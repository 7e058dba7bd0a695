//! Multi-pass convergence check and opposite-mode recovery.
//!
//! A primary attempt runs three passes, each on the previous pass's
//! output: the original photograph, then pass 1's square, then pass 2's.
//! Passes 2 and 3 should agree once the grid has been found; if their
//! outputs are within the similarity threshold the attempt has converged
//! and pass 1's output is returned. Passes 2 and 3 only validate, they
//! never replace the result.
//!
//! When the primary attempt fails (a stage error in any pass, or a
//! divergence between passes 2 and 3), exactly one recovery pass runs on
//! the original photograph with the mode forced to the opposite of the
//! failing pass's mode. If that fails too, the two failures are combined
//! into [`PipelineError::Fatal`].

use rand::SeedableRng;
use rand::rngs::StdRng;

use crate::binarize::detect_mode;
use crate::compare::rmse;
use crate::diagnostics::{Clock, NormalizeDiagnostics, PassRole};
use crate::pipeline::run_pass;
use crate::progress::{ProgressSink, emit};
use crate::types::{
    NormalizeConfig, NormalizeResult, PassResult, PipelineError, ProcessingMode, RgbaImage,
};

/// Number of passes in a primary attempt.
pub const PRIMARY_PASSES: u8 = 3;

/// Drives the passes of one normalization.
///
/// Owns the invocation's random generator, seeded from the config, so
/// concurrent normalizations never share state and identical inputs give
/// identical results.
pub struct StabilityController<'a, C: Clock> {
    config: &'a NormalizeConfig,
    clock: &'a C,
    progress: &'a mut dyn ProgressSink,
    rng: StdRng,
    diagnostics: NormalizeDiagnostics,
}

impl<'a, C: Clock> StabilityController<'a, C> {
    /// Controller for one invocation.
    pub fn new(config: &'a NormalizeConfig, clock: &'a C, progress: &'a mut dyn ProgressSink) -> Self {
        Self {
            config,
            clock,
            progress,
            rng: StdRng::seed_from_u64(config.seed),
            diagnostics: NormalizeDiagnostics::default(),
        }
    }

    /// Normalize `original`, consuming the controller.
    ///
    /// Returns the outcome and the diagnostics of every pass that ran.
    pub fn run(mut self, original: &RgbaImage) -> (Result<NormalizeResult, PipelineError>, NormalizeDiagnostics) {
        let start = self.clock.now();
        let outcome = self.attempt(original);
        self.diagnostics.total_duration = self.clock.elapsed(&start);
        (outcome, self.diagnostics)
    }

    fn attempt(&mut self, original: &RgbaImage) -> Result<NormalizeResult, PipelineError> {
        let primary = match self.primary(original) {
            Ok(result) => return Ok(result),
            Err(e) if !e.is_recoverable() => return Err(e),
            Err(e) => e,
        };

        let mode = primary
            .mode()
            .unwrap_or_else(|| detect_mode(original))
            .opposite();
        log::warn!("primary attempt failed ({primary}); retrying in {mode} mode");
        emit(self.progress, &format!("retrying in {mode} mode"));

        match self.pass(original.clone(), Some(mode), PassRole::Recovery) {
            Ok(pass) => {
                log::info!("recovered in {mode} mode");
                emit(self.progress, "recovered");
                self.diagnostics.recovered = true;
                Ok(finish(pass, true))
            }
            Err(recovery) => {
                log::warn!("recovery failed: {recovery}");
                emit(self.progress, "normalization failed");
                Err(PipelineError::Fatal {
                    primary: Box::new(primary),
                    recovery: Box::new(recovery),
                })
            }
        }
    }

    fn primary(&mut self, original: &RgbaImage) -> Result<NormalizeResult, PipelineError> {
        let pass1 = self.pass(original.clone(), None, PassRole::Primary(1))?;
        let pass2 = self.pass(pass1.result_image.clone(), None, PassRole::Primary(2))?;
        let pass3 = self.pass(pass2.result_image.clone(), None, PassRole::Primary(PRIMARY_PASSES))?;

        // Canvases always share a size; a mismatch counts as maximal error.
        let error = rmse(&pass2.result_image, &pass3.result_image).unwrap_or(1.0);
        self.diagnostics.similarity_rmse = Some(error);

        if error < self.config.similarity_threshold {
            log::info!(
                "converged in {} mode (pass 2/3 rmse {error:.4})",
                pass1.mode_used
            );
            emit(self.progress, "converged");
            self.diagnostics.converged = true;
            Ok(finish(pass1, false))
        } else {
            log::info!(
                "passes diverged (rmse {error:.4} >= {})",
                self.config.similarity_threshold
            );
            Err(PipelineError::Stability {
                mode: pass1.mode_used,
                rmse: error,
            })
        }
    }

    fn pass(
        &mut self,
        input: RgbaImage,
        forced: Option<ProcessingMode>,
        role: PassRole,
    ) -> Result<PassResult, PipelineError> {
        let label = forced.map_or_else(|| "auto".to_string(), |m| m.to_string());
        emit(self.progress, &format!("{role}: starting ({label} mode)"));
        let (outcome, diagnostics) = run_pass(
            input,
            forced,
            self.config,
            &mut self.rng,
            role,
            self.clock,
            &mut *self.progress,
        );
        if let Err(e) = &outcome {
            log::debug!("{role} failed: {e}");
        }
        self.diagnostics.passes.push(diagnostics);
        outcome
    }
}

fn finish(pass: PassResult, recovered: bool) -> NormalizeResult {
    let corners = pass.source_corners();
    NormalizeResult {
        final_image: pass.result_image,
        processed_binary_image: pass.processed_binary_image,
        mode: pass.mode_used,
        corners,
        recovered,
    }
}

#[cfg(test)]
#[allow(clippy::unwrap_used)]
mod tests {
    use image::Rgba;

    use super::*;
    use crate::diagnostics::NoClock;

    fn framed_page(size: u32, lo: u32, hi: u32) -> RgbaImage {
        RgbaImage::from_fn(size, size, |x, y| {
            let inside = (lo..=hi).contains(&x) && (lo..=hi).contains(&y);
            let on_frame = x < lo + 3 || x > hi - 3 || y < lo + 3 || y > hi - 3;
            if inside && on_frame {
                Rgba([0, 0, 0, 255])
            } else {
                Rgba([255, 255, 255, 255])
            }
        })
    }

    fn config() -> NormalizeConfig {
        NormalizeConfig {
            max_dimension: 120,
            border_margin: 6,
            ..NormalizeConfig::default()
        }
    }

    #[test]
    fn clean_frame_converges_without_recovery() {
        let config = config();
        let mut messages: Vec<String> = Vec::new();
        let (outcome, diag) =
            StabilityController::new(&config, &NoClock, &mut messages).run(&framed_page(200, 30, 170));
        let result = outcome.unwrap();
        assert!(!result.recovered);
        assert_eq!(result.final_image.dimensions(), (120, 120));
        assert_eq!(diag.passes.len(), 3);
        assert!(diag.converged);
        assert!(diag.similarity_rmse.unwrap() < config.similarity_threshold);
        assert!(messages.iter().any(|m| m == "converged"));
    }

    #[test]
    fn blank_photo_is_fatal_after_one_recovery() {
        let config = config();
        let blank = RgbaImage::from_pixel(80, 80, Rgba([255, 255, 255, 255]));
        let (outcome, diag) = StabilityController::new(&config, &NoClock, &mut ()).run(&blank);
        let err = outcome.unwrap_err();
        let PipelineError::Fatal { primary, recovery } = err else {
            unreachable!("expected Fatal, got {err:?}");
        };
        assert_eq!(primary.mode(), Some(ProcessingMode::LightBackground));
        assert!(matches!(*primary, PipelineError::ShapeDetection { .. }));
        assert_eq!(recovery.mode(), Some(ProcessingMode::DarkBackground));
        assert_eq!(diag.passes.len(), 2);
        assert_eq!(diag.passes[1].role, PassRole::Recovery);
        assert!(!diag.recovered);
    }

    #[test]
    fn empty_image_fails_in_both_modes() {
        let config = config();
        let (outcome, diag) =
            StabilityController::new(&config, &NoClock, &mut ()).run(&RgbaImage::new(0, 0));
        assert!(matches!(outcome, Err(PipelineError::Fatal { .. })));
        assert_eq!(diag.passes.len(), 2);
    }
}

» **TASK INSTRUCTIONS**: When the word "messages" appears in a line of the listing, pull that line out.

» **ANSWER TO THIS EXERCISE**:
        let mut messages: Vec<String> = Vec::new();
            StabilityController::new(&config, &NoClock, &mut messages).run(&framed_page(200, 30, 170));
        assert!(messages.iter().any(|m| m == "converged"));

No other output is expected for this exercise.